El recién llegado le miró a los ojos con expresión de burla y de desprecio.
–¡Labriegos ignorantes! ¡Nunca os enteráis de nada! Un gran ejercito musulmán, compuesto por muchos miles de hombres, desembarcó en Tarifa a primeros de este mes y se dirige hacia aquí en son de guerra… Ya se encuentra a pocas jornadas de estas tierras… Nuestro señor, don Alfonso VIII, que Dios guarde, le va a presentar batalla en el cerro de Alarcos, frente al castillo…
Vi cómo en el rostro de mi padre se reflejaba una gran angustia.
–¡Señor, yo no podré ser útil en la batalla! Tengo treinta y ocho años, pero los padecimientos que he pasado en la vida hacen que ya sea como un viejo… Tengo que cuidar de mi hijo… Vivimos solos él y yo intentando sacar de esta tierra algo de provecho…
–¿Y tu mujer?
– Murió hace ocho años, al nacer el muchacho…
Nos miró con su ojo rojizo.
–Las cosas son como son… –replicó después con voz ronca–. Dentro de tres jornadas deberás estar en el castillo, con tus armas y comida para tres días. No puedo decirte otra cosa… Ahora, mata esa gallina.
Mi padre apretaba con tanta fuerza mi hombro, que casi me hacía daño. Su mirada impotente brillaba a la luz del candil. A mí se me hizo un nudo en la garganta y le dije:
–No os preocupéis, padre. ¡Yo iré con vos!
Después de un largo silencio, me contestó.
–Tú tienes que quedarte aquí cuidando de la casa...
Eso me dijo cuando yo contaba sólo ocho años.
Mi padre mató la gallina, encendió el hogar y la asó. El terrible mensajero, después de hartarse de comer, se tumbó con toda su ropa mojada sobre nuestro montón de paja. Poco después, sus ronquidos se oían tanto como los truenos. Mi padre y yo nos tendimos junto a él, pero no pudimos dormir en toda la noche. Mi padre pensaba y pensaba, con la vista fija en el techo, y no contestaba a mis preguntas.

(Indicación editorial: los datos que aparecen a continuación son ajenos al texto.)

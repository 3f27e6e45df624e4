//! Gridex worker.
//!
//! Contributor-side process: connects to the coordinator, advertises its
//! resources, and executes exchange jobs inside the sandbox.

pub mod sandbox;
pub mod worker;

pub use sandbox::{ExecutableJob, RunOutcome, Sandbox, SandboxConfig};
pub use worker::{detect_specs, probe_docker, Worker};
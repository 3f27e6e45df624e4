//! In-memory registry of currently connected workers.
//!
//! The store is the durable truth; this map only tracks live sessions and
//! their outbound channels. Entries are updated copy-out/copy-in under a
//! short-lived lock which is never held across a store call.

use std::collections::HashMap;
use std::sync::Mutex;

use chrono::{DateTime, Utc};
use gridex_protocol::types::{CoordinatorMessage, WorkerSpecs, WorkerStatus};
use tokio::sync::mpsc;
use tracing::{debug, warn};

/// Connected worker state. `sender` feeds the session's writer task.
#[derive(Debug, Clone)]
pub struct ConnectedWorker {
    pub worker_id: String,
    pub owner_id: Option<String>,
    pub specs: WorkerSpecs,
    pub status: WorkerStatus,
    pub assigned_job_id: Option<String>,
    pub last_heartbeat: DateTime<Utc>,
    pub sender: mpsc::Sender<CoordinatorMessage>,
}

#[derive(Default)]
pub struct Registry {
    workers: Mutex<HashMap<String, ConnectedWorker>>,
}

impl Registry {
    pub fn new() -> Self {
        Self::default()
    }

    /// Insert a session. A reconnect replaces the stale entry for the same
    /// worker id.
    pub fn attach(&self, worker: ConnectedWorker) {
        let mut workers = self.workers.lock().expect("registry lock");
        if workers.insert(worker.worker_id.clone(), worker).is_some() {
            warn!("Registry replaced a stale session for a reconnecting worker");
        }
    }

    /// Record a heartbeat. The reported status is honored except that a
    /// coordinator-side `busy` (an assignment in flight) is never
    /// downgraded by a worker still reporting idle.
    pub fn heartbeat(&self, worker_id: &str, reported: WorkerStatus, now: DateTime<Utc>) -> bool {
        let mut workers = self.workers.lock().expect("registry lock");
        let Some(entry) = workers.get_mut(worker_id) else {
            debug!("Heartbeat from unregistered worker {}", worker_id);
            return false;
        };
        entry.last_heartbeat = now;
        if entry.assigned_job_id.is_some() {
            entry.status = WorkerStatus::Busy;
        } else if reported != WorkerStatus::Offline {
            entry.status = reported;
        }
        true
    }

    /// Mark a worker busy on a job. Called only after the assignment
    /// transaction commits.
    pub fn begin_assignment(&self, worker_id: &str, job_id: &str) {
        let mut workers = self.workers.lock().expect("registry lock");
        if let Some(entry) = workers.get_mut(worker_id) {
            entry.status = WorkerStatus::Busy;
            entry.assigned_job_id = Some(job_id.to_string());
        }
    }

    /// Clear the busy mark after settle or rollback. Busy goes back to
    /// idle; an offline mark is left alone.
    pub fn clear_assignment(&self, worker_id: &str) {
        let mut workers = self.workers.lock().expect("registry lock");
        if let Some(entry) = workers.get_mut(worker_id) {
            entry.assigned_job_id = None;
            if entry.status == WorkerStatus::Busy {
                entry.status = WorkerStatus::Idle;
            }
        }
    }

    /// Workers whose last heartbeat predates `cutoff` and that are not
    /// already marked offline. The reaper sweeps these; a half-open socket
    /// never closes, so the heartbeat gap is the only signal.
    pub fn stale(&self, cutoff: DateTime<Utc>) -> Vec<String> {
        let workers = self.workers.lock().expect("registry lock");
        workers
            .values()
            .filter(|w| w.status != WorkerStatus::Offline && w.last_heartbeat < cutoff)
            .map(|w| w.worker_id.clone())
            .collect()
    }

    /// Flip a heartbeat-stale entry to offline. The entry stays until its
    /// session tears down; a late heartbeat brings it back.
    pub fn mark_offline(&self, worker_id: &str) {
        let mut workers = self.workers.lock().expect("registry lock");
        if let Some(entry) = workers.get_mut(worker_id) {
            entry.status = WorkerStatus::Offline;
        }
    }

    /// Remove a session. Returns the entry so the caller can see any job
    /// that was still assigned.
    pub fn detach(&self, worker_id: &str) -> Option<ConnectedWorker> {
        let mut workers = self.workers.lock().expect("registry lock");
        workers.remove(worker_id)
    }

    pub fn get(&self, worker_id: &str) -> Option<ConnectedWorker> {
        let workers = self.workers.lock().expect("registry lock");
        workers.get(worker_id).cloned()
    }

    pub fn snapshot(&self) -> Vec<ConnectedWorker> {
        let workers = self.workers.lock().expect("registry lock");
        workers.values().cloned().collect()
    }

    pub fn len(&self) -> usize {
        self.workers.lock().expect("registry lock").len()
    }

    pub fn is_empty(&self) -> bool {
        self.len() == 0
    }
}

#[cfg(test)]
mod tests {
    use super::*;
    use std::collections::BTreeMap;

    fn entry(id: &str) -> (ConnectedWorker, mpsc::Receiver<CoordinatorMessage>) {
        let (tx, rx) = mpsc::channel(4);
        (
            ConnectedWorker {
                worker_id: id.to_string(),
                owner_id: None,
                specs: WorkerSpecs {
                    cpu_cores: 2,
                    ram_gb: 2.0,
                    gpu_name: None,
                    docker_available: false,
                    tags: BTreeMap::new(),
                },
                status: WorkerStatus::Idle,
                assigned_job_id: None,
                last_heartbeat: Utc::now(),
                sender: tx,
            },
            rx,
        )
    }

    #[test]
    fn attach_get_detach() {
        let registry = Registry::new();
        let (worker, _rx) = entry("w1");
        registry.attach(worker);
        assert_eq!(registry.len(), 1);
        assert!(registry.get("w1").is_some());
        assert!(registry.detach("w1").is_some());
        assert!(registry.is_empty());
    }

    #[test]
    fn heartbeat_never_downgrades_inflight_busy() {
        let registry = Registry::new();
        let (worker, _rx) = entry("w1");
        registry.attach(worker);

        registry.begin_assignment("w1", "job-1");
        // Worker hasn't seen the job yet and still reports idle.
        assert!(registry.heartbeat("w1", WorkerStatus::Idle, Utc::now()));
        let entry = registry.get("w1").unwrap();
        assert_eq!(entry.status, WorkerStatus::Busy);
        assert_eq!(entry.assigned_job_id.as_deref(), Some("job-1"));

        registry.clear_assignment("w1");
        assert!(registry.heartbeat("w1", WorkerStatus::Busy, Utc::now()));
        assert_eq!(registry.get("w1").unwrap().status, WorkerStatus::Busy);
    }

    #[test]
    fn heartbeat_from_unknown_worker_is_reported() {
        let registry = Registry::new();
        assert!(!registry.heartbeat("ghost", WorkerStatus::Idle, Utc::now()));
    }

    #[test]
    fn stale_returns_heartbeat_gapped_workers() {
        let registry = Registry::new();
        let (mut silent, _rx1) = entry("w1");
        silent.last_heartbeat = Utc::now() - chrono::Duration::seconds(600);
        registry.attach(silent);
        let (fresh, _rx2) = entry("w2");
        registry.attach(fresh);

        let cutoff = Utc::now() - chrono::Duration::seconds(60);
        assert_eq!(registry.stale(cutoff), vec!["w1".to_string()]);

        registry.mark_offline("w1");
        assert_eq!(registry.get("w1").unwrap().status, WorkerStatus::Offline);
        // Already-offline entries are not reported again.
        assert!(registry.stale(cutoff).is_empty());
    }

    #[test]
    fn clear_assignment_preserves_an_offline_mark() {
        let registry = Registry::new();
        let (worker, _rx) = entry("w1");
        registry.attach(worker);

        registry.begin_assignment("w1", "job-1");
        registry.mark_offline("w1");
        registry.clear_assignment("w1");

        let entry = registry.get("w1").unwrap();
        assert_eq!(entry.status, WorkerStatus::Offline);
        assert!(entry.assigned_job_id.is_none());

        // A late heartbeat revives the entry.
        assert!(registry.heartbeat("w1", WorkerStatus::Idle, Utc::now()));
        assert_eq!(registry.get("w1").unwrap().status, WorkerStatus::Idle);
    }

    #[test]
    fn reconnect_replaces_stale_session() {
        let registry = Registry::new();
        let (first, _rx1) = entry("w1");
        registry.attach(first);
        registry.begin_assignment("w1", "job-1");

        let (second, _rx2) = entry("w1");
        registry.attach(second);
        assert_eq!(registry.len(), 1);
        assert!(registry.get("w1").unwrap().assigned_job_id.is_none());
    }
}
//! Table definitions. Applied by `Store::init`; every statement is
//! idempotent so init can run on every startup.

pub(crate) const STATEMENTS: &[&str] = &[
    r#"
    CREATE TABLE IF NOT EXISTS gx_users (
        id            TEXT PRIMARY KEY,
        username      TEXT NOT NULL UNIQUE,
        password_salt TEXT NOT NULL,
        password_hash TEXT NOT NULL,
        role          TEXT NOT NULL,
        balance       INTEGER NOT NULL DEFAULT 0 CHECK (balance >= 0),
        created_at    TEXT NOT NULL
    )
    "#,
    r#"
    CREATE TABLE IF NOT EXISTS gx_workers (
        id             TEXT PRIMARY KEY,
        name           TEXT NOT NULL,
        owner_id       TEXT REFERENCES gx_users(id),
        specs_json     TEXT NOT NULL,
        status         TEXT NOT NULL DEFAULT 'offline',
        last_heartbeat TEXT,
        jobs_completed INTEGER NOT NULL DEFAULT 0,
        credits_earned INTEGER NOT NULL DEFAULT 0,
        created_at     TEXT NOT NULL
    )
    "#,
    r#"
    CREATE UNIQUE INDEX IF NOT EXISTS idx_gx_workers_identity
        ON gx_workers(owner_id, name)
    "#,
    r#"
    CREATE TABLE IF NOT EXISTS gx_jobs (
        id                 TEXT PRIMARY KEY,
        title              TEXT NOT NULL,
        submitter_id       TEXT NOT NULL REFERENCES gx_users(id),
        code               TEXT NOT NULL,
        requirements       TEXT NOT NULL DEFAULT '',
        demands_json       TEXT NOT NULL,
        timeout_seconds    INTEGER NOT NULL,
        credit_cost        INTEGER NOT NULL,
        credit_reward      INTEGER NOT NULL,
        priority           INTEGER NOT NULL DEFAULT 5,
        status             TEXT NOT NULL DEFAULT 'pending',
        assigned_worker_id TEXT REFERENCES gx_workers(id),
        stdout             TEXT,
        stderr             TEXT,
        result_files       TEXT,
        error_log          TEXT,
        sandboxed          INTEGER,
        submitted_at       TEXT NOT NULL,
        started_at         TEXT,
        finished_at        TEXT
    )
    "#,
    r#"
    CREATE TABLE IF NOT EXISTS gx_job_queue (
        job_id    TEXT PRIMARY KEY REFERENCES gx_jobs(id),
        priority  INTEGER NOT NULL,
        queued_at TEXT NOT NULL
    )
    "#,
    r#"
    CREATE INDEX IF NOT EXISTS idx_gx_job_queue_order
        ON gx_job_queue(priority DESC, queued_at ASC, job_id ASC)
    "#,
    r#"
    CREATE TABLE IF NOT EXISTS gx_credit_ledger (
        id      INTEGER PRIMARY KEY AUTOINCREMENT,
        user_id TEXT NOT NULL REFERENCES gx_users(id),
        delta   INTEGER NOT NULL,
        kind    TEXT NOT NULL,
        job_id  TEXT REFERENCES gx_jobs(id),
        at      TEXT NOT NULL
    )
    "#,
    r#"
    CREATE INDEX IF NOT EXISTS idx_gx_credit_ledger_user
        ON gx_credit_ledger(user_id)
    "#,
];
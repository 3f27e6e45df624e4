//! End-to-end exchange flows over real sockets: dashboard submissions on
//! one listener, a scripted worker on the other, an in-memory store behind
//! both.

use std::collections::BTreeMap;
use std::net::SocketAddr;

use gridex_coordinator::{ApiRequest, ApiResponse, Coordinator};
use gridex_db::Store;
use gridex_protocol::codec::{FrameReader, FrameWriter};
use gridex_protocol::config::CoordinatorConfig;
use gridex_protocol::defaults::DEFAULT_MAX_FRAME_BYTES;
use gridex_protocol::error::CodecError;
use gridex_protocol::types::{
    CoordinatorMessage, JobDemands, JobOutcome, JobStatus, Role, WorkerMessage, WorkerSpecs,
    WorkerStatus,
};
use tokio::net::tcp::{OwnedReadHalf, OwnedWriteHalf};
use tokio::net::TcpStream;

struct Exchange {
    worker_addr: SocketAddr,
    dashboard_addr: SocketAddr,
}

async fn start_exchange() -> Exchange {
    let store = Store::open_memory().await.unwrap();
    store.init().await.unwrap();

    let config = CoordinatorConfig {
        worker_bind: "127.0.0.1:0".to_string(),
        dashboard_bind: "127.0.0.1:0".to_string(),
        db_url: "sqlite::memory:".to_string(),
        ..CoordinatorConfig::default()
    };
    let coordinator = Coordinator::bind(config, store).await.unwrap();
    let worker_addr = coordinator.worker_addr().unwrap();
    let dashboard_addr = coordinator.dashboard_addr().unwrap();
    tokio::spawn(coordinator.run());

    Exchange {
        worker_addr,
        dashboard_addr,
    }
}

struct Dashboard {
    reader: FrameReader<OwnedReadHalf>,
    writer: FrameWriter<OwnedWriteHalf>,
}

impl Dashboard {
    async fn connect(addr: SocketAddr) -> Self {
        let stream = TcpStream::connect(addr).await.unwrap();
        let (read_half, write_half) = stream.into_split();
        Self {
            reader: FrameReader::new(read_half, DEFAULT_MAX_FRAME_BYTES),
            writer: FrameWriter::new(write_half, DEFAULT_MAX_FRAME_BYTES),
        }
    }

    async fn call(&mut self, request: ApiRequest) -> ApiResponse {
        self.writer.write(&request).await.unwrap();
        self.reader.read().await.unwrap()
    }

    async fn register(&mut self, username: &str, role: Role) -> String {
        match self
            .call(ApiRequest::RegisterUser {
                username: username.to_string(),
                password: "pw".to_string(),
                role,
            })
            .await
        {
            ApiResponse::User(user) => user.id,
            other => panic!("register failed: {other:?}"),
        }
    }

    async fn balance(&mut self, user_id: &str) -> i64 {
        match self
            .call(ApiRequest::Balance {
                user_id: user_id.to_string(),
            })
            .await
        {
            ApiResponse::Balance { balance } => balance,
            other => panic!("balance failed: {other:?}"),
        }
    }

    async fn submit(&mut self, submitter_id: &str, title: &str, demands: JobDemands) -> String {
        match self
            .call(ApiRequest::SubmitJob {
                submitter_id: submitter_id.to_string(),
                title: title.to_string(),
                code: "print('ok')".to_string(),
                requirements: String::new(),
                demands,
                priority: None,
            })
            .await
        {
            ApiResponse::JobCreated { job_id } => job_id,
            other => panic!("submit failed: {other:?}"),
        }
    }
}

struct WorkerClient {
    reader: FrameReader<OwnedReadHalf>,
    writer: FrameWriter<OwnedWriteHalf>,
    worker_id: String,
}

impl WorkerClient {
    async fn register(
        addr: SocketAddr,
        name: &str,
        owner_token: Option<&str>,
        specs: WorkerSpecs,
    ) -> Self {
        let stream = TcpStream::connect(addr).await.unwrap();
        let (read_half, write_half) = stream.into_split();
        let mut reader = FrameReader::new(read_half, DEFAULT_MAX_FRAME_BYTES);
        let mut writer = FrameWriter::new(write_half, DEFAULT_MAX_FRAME_BYTES);

        writer
            .write(&WorkerMessage::Register {
                name: name.to_string(),
                owner_token: owner_token.map(str::to_string),
                specs,
            })
            .await
            .unwrap();
        let worker_id = match reader.read::<CoordinatorMessage>().await.unwrap() {
            CoordinatorMessage::Registered { worker_id } => worker_id.as_str().to_string(),
            other => panic!("expected registered, got {other:?}"),
        };
        Self {
            reader,
            writer,
            worker_id,
        }
    }

    async fn request_job(&mut self) -> CoordinatorMessage {
        self.writer
            .write(&WorkerMessage::RequestJob {
                worker_id: self.worker_id.clone().into(),
            })
            .await
            .unwrap();
        self.reader.read().await.unwrap()
    }

    async fn send_result(&mut self, job_id: &str, outcome: JobOutcome, stdout: &str) {
        self.writer
            .write(&WorkerMessage::JobResult {
                job_id: job_id.into(),
                outcome,
                stdout: stdout.to_string(),
                stderr: String::new(),
                files: Vec::new(),
                reason: None,
                sandboxed: true,
            })
            .await
            .unwrap();
        match self.reader.read::<CoordinatorMessage>().await.unwrap() {
            CoordinatorMessage::JobReceived { job_id: acked } => {
                assert_eq!(acked.as_str(), job_id);
            }
            other => panic!("expected job_received, got {other:?}"),
        }
    }
}

fn specs(cpu: u32, ram: f64, gpu: Option<&str>) -> WorkerSpecs {
    WorkerSpecs {
        cpu_cores: cpu,
        ram_gb: ram,
        gpu_name: gpu.map(str::to_string),
        docker_available: true,
        tags: BTreeMap::new(),
    }
}

fn demands(cpu: u32, ram: f64, gpu: bool, timeout: u64) -> JobDemands {
    JobDemands {
        cpu_cores: cpu,
        ram_gb: ram,
        gpu_required: gpu,
        docker_required: false,
        timeout_seconds: timeout,
        tags: BTreeMap::new(),
    }
}

#[tokio::test]
async fn happy_path_settles_credits_end_to_end() {
    let exchange = start_exchange().await;
    let mut dash = Dashboard::connect(exchange.dashboard_addr).await;

    let alice = dash.register("alice", Role::Submitter).await;
    let owner = dash.register("owner", Role::WorkerOwner).await;
    assert_eq!(dash.balance(&alice).await, 100);

    // cost = 5 + 2 + 1 + 0 + 1 = 9
    let job_id = dash.submit(&alice, "hello", demands(1, 1.0, false, 60)).await;
    assert_eq!(dash.balance(&alice).await, 91);

    let mut worker =
        WorkerClient::register(exchange.worker_addr, "w1", Some(&owner), specs(2, 2.0, None))
            .await;
    let job = worker.request_job().await;
    let CoordinatorMessage::Job {
        job_id: assigned,
        credit_reward,
        timeout_seconds,
        ..
    } = job
    else {
        panic!("expected a job, got {job:?}");
    };
    assert_eq!(assigned.as_str(), job_id);
    assert_eq!(credit_reward, 9);
    assert_eq!(timeout_seconds, 60);

    worker
        .send_result(&job_id, JobOutcome::Completed, "ok")
        .await;

    match dash
        .call(ApiRequest::GetJob {
            requester_id: alice.clone(),
            job_id: job_id.clone(),
        })
        .await
    {
        ApiResponse::Job(view) => {
            assert_eq!(view.status, JobStatus::Completed);
            assert_eq!(view.stdout.as_deref(), Some("ok"));
        }
        other => panic!("get_job failed: {other:?}"),
    }
    assert_eq!(dash.balance(&alice).await, 91);
    assert_eq!(dash.balance(&owner).await, 109);
}

#[tokio::test]
async fn gpu_job_skips_non_gpu_worker() {
    let exchange = start_exchange().await;
    let mut dash = Dashboard::connect(exchange.dashboard_addr).await;

    let alice = dash.register("alice", Role::Submitter).await;
    let job_id = dash
        .submit(&alice, "needs-gpu", demands(1, 1.0, true, 60))
        .await;

    let mut plain =
        WorkerClient::register(exchange.worker_addr, "plain", None, specs(8, 16.0, None)).await;
    assert!(matches!(
        plain.request_job().await,
        CoordinatorMessage::NoJob
    ));

    let mut gpu = WorkerClient::register(
        exchange.worker_addr,
        "gpu",
        None,
        specs(8, 16.0, Some("A100")),
    )
    .await;
    match gpu.request_job().await {
        CoordinatorMessage::Job { job_id: assigned, .. } => {
            assert_eq!(assigned.as_str(), job_id);
        }
        other => panic!("expected the gpu job, got {other:?}"),
    }
}

#[tokio::test]
async fn higher_priority_job_is_assigned_first() {
    let exchange = start_exchange().await;
    let mut dash = Dashboard::connect(exchange.dashboard_addr).await;
    let alice = dash.register("alice", Role::Submitter).await;

    let low = dash.submit(&alice, "low", demands(1, 1.0, false, 60)).await;
    let high = match dash
        .call(ApiRequest::SubmitJob {
            submitter_id: alice.clone(),
            title: "high".to_string(),
            code: "print('ok')".to_string(),
            requirements: String::new(),
            demands: demands(1, 1.0, false, 60),
            priority: Some(7),
        })
        .await
    {
        ApiResponse::JobCreated { job_id } => job_id,
        other => panic!("submit failed: {other:?}"),
    };

    let mut worker =
        WorkerClient::register(exchange.worker_addr, "w", None, specs(2, 2.0, None)).await;

    match worker.request_job().await {
        CoordinatorMessage::Job { job_id, .. } => assert_eq!(job_id.as_str(), high),
        other => panic!("expected high-priority job, got {other:?}"),
    }
    worker.send_result(&high, JobOutcome::Completed, "").await;
    match worker.request_job().await {
        CoordinatorMessage::Job { job_id, .. } => assert_eq!(job_id.as_str(), low),
        other => panic!("expected low-priority job, got {other:?}"),
    }
}

#[tokio::test]
async fn first_message_must_be_register() {
    let exchange = start_exchange().await;
    let stream = TcpStream::connect(exchange.worker_addr).await.unwrap();
    let (read_half, write_half) = stream.into_split();
    let mut reader = FrameReader::new(read_half, DEFAULT_MAX_FRAME_BYTES);
    let mut writer = FrameWriter::new(write_half, DEFAULT_MAX_FRAME_BYTES);

    writer
        .write(&WorkerMessage::Heartbeat {
            worker_id: "nobody".into(),
            status: WorkerStatus::Idle,
        })
        .await
        .unwrap();

    // The session replies with an error (best effort) and closes.
    match reader.read::<CoordinatorMessage>().await {
        Ok(CoordinatorMessage::Error { .. }) => {
            assert!(matches!(
                reader.read::<CoordinatorMessage>().await,
                Err(CodecError::Closed)
            ));
        }
        Err(CodecError::Closed) => {}
        other => panic!("expected error or close, got {other:?}"),
    }
}

#[tokio::test]
async fn mismatched_worker_id_closes_the_session() {
    let exchange = start_exchange().await;
    let mut worker =
        WorkerClient::register(exchange.worker_addr, "honest", None, specs(2, 2.0, None)).await;

    worker
        .writer
        .write(&WorkerMessage::RequestJob {
            worker_id: "somebody-else".into(),
        })
        .await
        .unwrap();

    match worker.reader.read::<CoordinatorMessage>().await {
        Ok(CoordinatorMessage::Error { .. }) => {
            assert!(matches!(
                worker.reader.read::<CoordinatorMessage>().await,
                Err(CodecError::Closed)
            ));
        }
        Err(CodecError::Closed) => {}
        other => panic!("expected error or close, got {other:?}"),
    }
}

#[tokio::test]
async fn unknown_owner_token_is_rejected() {
    let exchange = start_exchange().await;
    let stream = TcpStream::connect(exchange.worker_addr).await.unwrap();
    let (read_half, write_half) = stream.into_split();
    let mut reader = FrameReader::new(read_half, DEFAULT_MAX_FRAME_BYTES);
    let mut writer = FrameWriter::new(write_half, DEFAULT_MAX_FRAME_BYTES);

    writer
        .write(&WorkerMessage::Register {
            name: "imposter".to_string(),
            owner_token: Some("not-a-user".to_string()),
            specs: specs(2, 2.0, None),
        })
        .await
        .unwrap();

    match reader.read::<CoordinatorMessage>().await {
        Ok(CoordinatorMessage::Error { message }) => {
            assert!(message.contains("owner token"));
        }
        other => panic!("expected rejection, got {other:?}"),
    }
}

#[tokio::test]
async fn anonymous_completion_earns_no_credits() {
    let exchange = start_exchange().await;
    let mut dash = Dashboard::connect(exchange.dashboard_addr).await;
    let alice = dash.register("alice", Role::Submitter).await;

    let job_id = dash.submit(&alice, "free", demands(1, 1.0, false, 60)).await;
    let mut worker =
        WorkerClient::register(exchange.worker_addr, "anon", None, specs(2, 2.0, None)).await;

    match worker.request_job().await {
        CoordinatorMessage::Job { job_id: assigned, .. } => {
            assert_eq!(assigned.as_str(), job_id)
        }
        other => panic!("expected job, got {other:?}"),
    }
    worker.send_result(&job_id, JobOutcome::Completed, "done").await;

    match dash
        .call(ApiRequest::GetJob {
            requester_id: alice.clone(),
            job_id,
        })
        .await
    {
        ApiResponse::Job(view) => assert_eq!(view.status, JobStatus::Completed),
        other => panic!("get_job failed: {other:?}"),
    }
    assert_eq!(dash.balance(&alice).await, 91);
}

Debí dormirme un momento antes de amanecer, porque, de pronto, abrí los ojos y era ya de día. El mensajero había desaparecido. No llovía, pero por el ventanuco entraba la luz grisácea propia de un día tormentoso.
Mi padre tampoco estaba a mi lado. Sentado sobre el montón de paja, le vi dándole manteca a una vieja espada de hierro, no muy larga, pero recia. También tenía junto a sí un antiguo escudo oxidado, grande y cuadrado. De un salto me coloqué a su lado.
–¡Son las armas del abuelo! –exclamé–. ¿Dónde las teníais escondidas?
Él no contestó. Me miró y aún recuerdo la expresión de sus ojos. Era la mirada más triste que he visto en mis largos años de vida. Luego, empezó a hablar, como si lo hiciera para sí mismo, con una voz rara y monótona.
–Partiré en cuanto acabe de limpiar las armas... Estamos a cuatro leguas del castillo y son tres días los que tardaré en llegar andando por caminos embarrados... Ya sabes cuáles son tus obligaciones aquí... No sueltes a la cabra, que se te irá... Come huevos y leche... Si...
Su voz se cortó y pareció atragantarse.
–Si... Si tardo más de tres meses en volver, encamínate a Miguelturra... Allí tienes unas tías... Búscalas... Pide limosna por los caminos, pero no dejes que te atrapen para meterte en un hospicio...
Me estuvo haciendo toda clase de recomendaciones mientras limpiaba las armas. Sería la hora prima cuando se puso en camino. No pudo llevarse ninguna comida en el zurrón, pues nada había en nuestra casa. Le acompañé hasta el recodo que hace la vereda en el campo de Manrique. Allí nos detuvimos los dos, como si nos hubiésemos puesto de acuerdo. Mi padre me abrazó con tanta fuerza, que creí me iba a romper todos los huesos. Cuando se separó, vi que tenía los ojos empañados por las lágrimas.
–Adiós, hijo mío, que la Virgen te proteja –me dijo con voz entrecortada.
–Adiós, padre –le respondí yo, intentando que no se notasen mis ganas de llorar.